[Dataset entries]
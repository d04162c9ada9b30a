//! Block emission.
//!
//! Streams rendered blocks to any writer, translating semantic styles and
//! direct RGB through the negotiated color system. Hyperlinked spans are
//! wrapped in OSC 8 escapes. A broken pipe is a clean stop for the
//! caller, not an error to report.

use std::io::{self, Write};

use crossterm::QueueableCommand;
use crossterm::style::{Attribute, Color, SetAttribute, SetBackgroundColor, SetForegroundColor};

use super::block::{RenderedBlock, Rgb, Style, StyledSpan};
use crate::capability::{CapabilityDecision, ColorSystem};

/// Streams blocks in order, one text line per styled line.
pub struct BlockWriter<'a, W: Write> {
    out: W,
    decision: &'a CapabilityDecision,
}

impl<'a, W: Write> BlockWriter<'a, W> {
    pub fn new(out: W, decision: &'a CapabilityDecision) -> Self {
        BlockWriter { out, decision }
    }

    /// Writes the block sequence and flushes. Emission order is the
    /// block order; nothing is buffered across blocks.
    pub fn write_blocks(&mut self, blocks: &[RenderedBlock]) -> io::Result<()> {
        for block in blocks {
            self.write_block(block)?;
        }
        self.out.flush()
    }

    pub fn write_block(&mut self, block: &RenderedBlock) -> io::Result<()> {
        for line in &block.lines {
            for span in &line.spans {
                self.write_span(span)?;
            }
            self.out.write_all(b"\n")?;
        }
        Ok(())
    }

    fn write_span(&mut self, span: &StyledSpan) -> io::Result<()> {
        if span.text.is_empty() {
            return Ok(());
        }
        let color = self.decision.color_system != ColorSystem::None;
        let hyperlink = color.then_some(span.link.as_deref()).flatten();

        if let Some(target) = hyperlink {
            // OSC 8 open: ESC ] 8 ; ; target ESC \
            write!(self.out, "\x1b]8;;{target}\x1b\\")?;
        }
        let mut styled = false;
        if color {
            let (fg, bg, attributes) = appearance(span.style);
            for attribute in attributes {
                self.out.queue(SetAttribute(*attribute))?;
                styled = true;
            }
            if let Some(fg) = fg {
                self.out
                    .queue(SetForegroundColor(map_color(fg, self.decision.color_system)))?;
                styled = true;
            }
            if let Some(bg) = bg {
                self.out
                    .queue(SetBackgroundColor(map_color(bg, self.decision.color_system)))?;
                styled = true;
            }
        }
        self.out.write_all(span.text.as_bytes())?;
        if styled {
            self.out.queue(SetAttribute(Attribute::Reset))?;
        }
        if hyperlink.is_some() {
            write!(self.out, "\x1b]8;;\x1b\\")?;
        }
        Ok(())
    }
}

/// The fg/bg colors and attributes of a semantic style.
fn appearance(style: Style) -> (Option<Rgb>, Option<Rgb>, &'static [Attribute]) {
    const NONE: &[Attribute] = &[];
    const BOLD: &[Attribute] = &[Attribute::Bold];
    const ITALIC: &[Attribute] = &[Attribute::Italic];
    const DIM: &[Attribute] = &[Attribute::Dim];
    const UNDERLINE: &[Attribute] = &[Attribute::Underlined];

    match style {
        Style::Plain => (None, None, NONE),
        Style::Execution => (Some(Rgb::new(0xb2, 0xb2, 0xb2)), None, NONE),
        Style::CellBorder => (None, None, DIM),
        Style::Emphasis => (None, None, ITALIC),
        Style::Strong => (None, None, BOLD),
        Style::CodeInline => (Some(Rgb::new(0xd7, 0xaf, 0x5f)), None, NONE),
        Style::CodeBlock => (None, None, NONE),
        Style::CodeFence => (None, None, DIM),
        Style::H1 => (Some(Rgb::new(0xff, 0xff, 0xff)), Some(Rgb::new(0x60, 0x02, 0xee)), BOLD),
        Style::H2 => (Some(Rgb::new(0x03, 0xda, 0xc5)), None, BOLD),
        Style::H3 => (None, None, BOLD),
        Style::Link => (Some(Rgb::new(0x5f, 0x87, 0xd7)), None, UNDERLINE),
        Style::BlockQuote => (None, None, DIM),
        Style::ListBullet | Style::ListNumber => (Some(Rgb::new(0x03, 0xda, 0xc5)), None, NONE),
        Style::Stderr => (Some(Rgb::new(0x3a, 0x3a, 0x3a)), Some(Rgb::new(0xd7, 0x87, 0xaf)), NONE),
        Style::Fallback => (Some(Rgb::new(0xbb, 0x86, 0xfc)), None, NONE),
        Style::Hint => (None, None, DIM),
        Style::Colored { fg, bg } => (fg, bg, NONE),
    }
}

/// Maps RGB into the negotiated color range.
fn map_color(rgb: Rgb, system: ColorSystem) -> Color {
    match system {
        ColorSystem::Truecolor | ColorSystem::None => Color::Rgb {
            r: rgb.r,
            g: rgb.g,
            b: rgb.b,
        },
        ColorSystem::EightBit => Color::AnsiValue(to_ansi_256(rgb)),
        ColorSystem::Standard => Color::AnsiValue(to_ansi_16(rgb)),
    }
}

/// Nearest entry in the 256-color palette: the 6x6x6 cube, or the gray
/// ramp for near-neutral colors.
fn to_ansi_256(rgb: Rgb) -> u8 {
    let Rgb { r, g, b } = rgb;
    let max = r.max(g).max(b);
    let min = r.min(g).min(b);
    if max - min < 12 {
        // Gray ramp: 232..=255 covers 8..=238.
        let gray = (u16::from(r) + u16::from(g) + u16::from(b)) / 3;
        if gray < 8 {
            return 16;
        }
        if gray > 238 {
            return 231;
        }
        return 232 + ((gray - 8) / 10) as u8;
    }
    let scale = |channel: u8| {
        if channel < 48 {
            0
        } else if channel < 115 {
            1
        } else {
            u16::from((channel - 35) / 40).min(5) as u8
        }
    };
    16 + 36 * scale(r) + 6 * scale(g) + scale(b)
}

/// Nearest of the 16 basic ANSI colors.
fn to_ansi_16(rgb: Rgb) -> u8 {
    let bright = u8::from(u16::from(rgb.r) + u16::from(rgb.g) + u16::from(rgb.b) > 3 * 160);
    let bit = |channel: u8| u8::from(channel > 96);
    let base = bit(rgb.r) | (bit(rgb.g) << 1) | (bit(rgb.b) << 2);
    base + 8 * bright
}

(Problem) Which lines above contain the word "return"? List them.

(Exercise response)
            return Ok(());
            return 16;
            return 231;
        return 232 + ((gray - 8) / 10) as u8;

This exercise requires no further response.